EL PAíS › PANORAMA POLITICO
› Por J. M. Pasquini Durán
Los juicios contra los verdugos del terrorismo de Estado continuarán, pese a las debilidades del Estado de derecho, porque forman parte de la lógica histórica mientras Argentina permanezca en la zona de las repúblicas democráticas. De no ser así, implicaría una reversión tal del cuadro político general que la nave insignia del actual gobierno sería perforada bajo la línea de flotación, con la consiguiente zozobra. De la gobernabilidad democrática se trata, en definitiva, la puja actual entre los que reclaman olvido y los que buscan verdad y justicia, una tensión que, con altibajos, no cesó durante las últimas dos décadas. Las dramáticas experiencias de Jorge Julio López, desaparecido desde hace cuatro meses, y de Luis Gerez, reciente secuestrado y torturado por una banda clandestina, son episodios espantosos por todo lo que implican pero que no empiezan ni terminan esta historia.

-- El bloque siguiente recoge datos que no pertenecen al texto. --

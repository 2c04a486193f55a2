use js_sys::{Object, Reflect};
use strand_wasm::VectorPath;
use wasm_bindgen::JsValue;
use wasm_bindgen_test::*;

wasm_bindgen_test_configure!(run_in_browser);

const MOD_NONE: u8 = 0;

fn config(entries: &[(&str, JsValue)]) -> JsValue {
    let o = Object::new();
    for (k, v) in entries {
        let _ = Reflect::set(&o, &JsValue::from_str(k), v);
    }
    o.into()
}

fn unwrap_ok(v: &JsValue) -> JsValue {
    let ok = Reflect::get(v, &JsValue::from_str("ok"))
        .ok()
        .and_then(|x| x.as_bool())
        .unwrap_or(false);
    assert!(ok, "expected ok envelope");
    Reflect::get(v, &JsValue::from_str("value")).unwrap()
}

fn event_of(v: &JsValue) -> String {
    Reflect::get(v, &JsValue::from_str("event"))
        .ok()
        .and_then(|x| x.as_string())
        .unwrap_or_default()
}

#[wasm_bindgen_test]
fn draw_close_and_export() {
    let mut p = VectorPath::new(
        config(&[("closable", JsValue::TRUE)]),
        1920.0,
        1080.0,
        0.0,
    );
    for (x, y) in [(10.0, 10.0), (50.0, 10.0), (50.0, 50.0)] {
        let out = unwrap_ok(&p.pointer_down(x, y, MOD_NONE));
        assert_eq!(event_of(&out), "point_added");
    }
    assert_eq!(p.point_count(), 3);
    assert_eq!(p.stage(), "drawing");

    // Clicking the first point again closes the ring.
    let out = unwrap_ok(&p.pointer_down(10.0, 10.0, MOD_NONE));
    assert_eq!(event_of(&out), "path_closed");
    assert!(p.is_closed());
    assert_eq!(p.stage(), "closed");

    let exported: serde_json::Value = serde_json::from_str(&p.export_json()).unwrap();
    assert_eq!(exported["value"]["closed"], serde_json::json!(true));
    assert_eq!(exported["value"]["vertices"].as_array().unwrap().len(), 3);
    assert_eq!(exported["original_width"], serde_json::json!(1920.0));
    assert_eq!(exported["original_height"], serde_json::json!(1080.0));
}

#[wasm_bindgen_test]
fn drag_moves_a_vertex() {
    let mut p = VectorPath::new(config(&[]), 1000.0, 1000.0, 0.0);
    for (x, y) in [(10.0, 10.0), (50.0, 10.0), (50.0, 50.0)] {
        unwrap_ok(&p.pointer_down(x, y, MOD_NONE));
    }
    // Click the last-added point to finalize, then drag the middle one.
    let out = unwrap_ok(&p.pointer_down(50.0, 50.0, MOD_NONE));
    assert_eq!(event_of(&out), "path_finalized");

    unwrap_ok(&p.pointer_down(50.0, 10.0, MOD_NONE));
    p.pointer_move(55.0, 15.0);
    p.pointer_up();

    let order = p.chain_order();
    let id = order.get_index(1);
    let pt = p.get_point(id);
    let x = Reflect::get(&pt, &JsValue::from_str("x")).unwrap().as_f64().unwrap();
    let y = Reflect::get(&pt, &JsValue::from_str("y")).unwrap().as_f64().unwrap();
    assert!((x - 55.0).abs() < 1e-3 && (y - 15.0).abs() < 1e-3);
}

#[wasm_bindgen_test]
fn hit_test_distinguishes_vertices_and_segments() {
    let mut p = VectorPath::new(config(&[]), 100.0, 100.0, 0.0);
    for (x, y) in [(10.0, 10.0), (50.0, 10.0)] {
        unwrap_ok(&p.pointer_down(x, y, MOD_NONE));
    }
    let hit = p.hit_test(10.0, 10.0);
    let kind = Reflect::get(&hit, &JsValue::from_str("kind")).unwrap().as_string().unwrap();
    assert_eq!(kind, "vertex");

    let hit = p.hit_test(30.0, 10.0);
    let kind = Reflect::get(&hit, &JsValue::from_str("kind")).unwrap().as_string().unwrap();
    assert_eq!(kind, "segment");

    assert!(p.hit_test(80.0, 80.0).is_null());
}

#[wasm_bindgen_test]
fn export_import_round_trips() {
    let mut p = VectorPath::new(config(&[("closable", JsValue::TRUE)]), 640.0, 480.0, 90.0);
    for (x, y) in [(10.0, 10.0), (40.0, 10.0), (40.0, 40.0), (10.0, 40.0)] {
        unwrap_ok(&p.pointer_down(x, y, MOD_NONE));
    }
    unwrap_ok(&p.pointer_down(10.0, 10.0, MOD_NONE)); // close
    let labels = serde_wasm_bindgen::to_value(&vec!["building".to_string()]).unwrap();
    unwrap_ok(&p.set_labels(labels));
    let first = p.export_json();

    let mut q = VectorPath::new(config(&[("closable", JsValue::TRUE)]), 640.0, 480.0, 90.0);
    unwrap_ok(&q.load_json(&first));
    assert!(q.is_closed());
    assert_eq!(q.point_count(), 4);

    let a: serde_json::Value = serde_json::from_str(&first).unwrap();
    let b: serde_json::Value = serde_json::from_str(&q.export_json()).unwrap();
    assert_eq!(a, b);
}

#[wasm_bindgen_test]
fn selection_surface() {
    let mut p = VectorPath::new(config(&[]), 100.0, 100.0, 0.0);
    for (x, y) in [(10.0, 10.0), (50.0, 10.0), (50.0, 50.0)] {
        unwrap_ok(&p.pointer_down(x, y, MOD_NONE));
    }
    p.select_all();
    assert_eq!(p.selected().length(), 3);
    p.clear_selection();
    assert_eq!(p.selected().length(), 0);
}

#[wasm_bindgen_test]
fn invalid_config_falls_back_to_defaults() {
    let mut p = VectorPath::new(JsValue::from_str("not an object"), 100.0, 100.0, 0.0);
    unwrap_ok(&p.pointer_down(10.0, 10.0, MOD_NONE));
    assert_eq!(p.point_count(), 1);
}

Desde 1983 en adelante, la construcción del Estado de derecho apenas si empezó con las formalidades democráticas y, en rigor, a los sucesivos gobiernos surgidos de las urnas les faltó a veces la voluntad y otras la capacidad para depurar al aparato institucional y de representación en todos los niveles, pese a logros parciales que pueden contabilizarse en los últimos veintitrés años. Tampoco el movimiento cívico por los derechos humanos, de ejemplar constancia, ganó el corazón y la mente de la comunidad nacional hasta donde sería necesario. Consiguió derrotar visiones erradas del pasado –como la teoría de los dos demonios– y convenció a la mayoría popular de que los crímenes horrendos habían sido cometidos y necesitaban ser castigados. Pudo también enderezar algunas inflexiones gubernamentales, como la anulación de las leyes del olvido, aunque subsisten los indultos, y horadó la piedra cuando el actual Gobierno asumió el compromiso de acabar con la impunidad.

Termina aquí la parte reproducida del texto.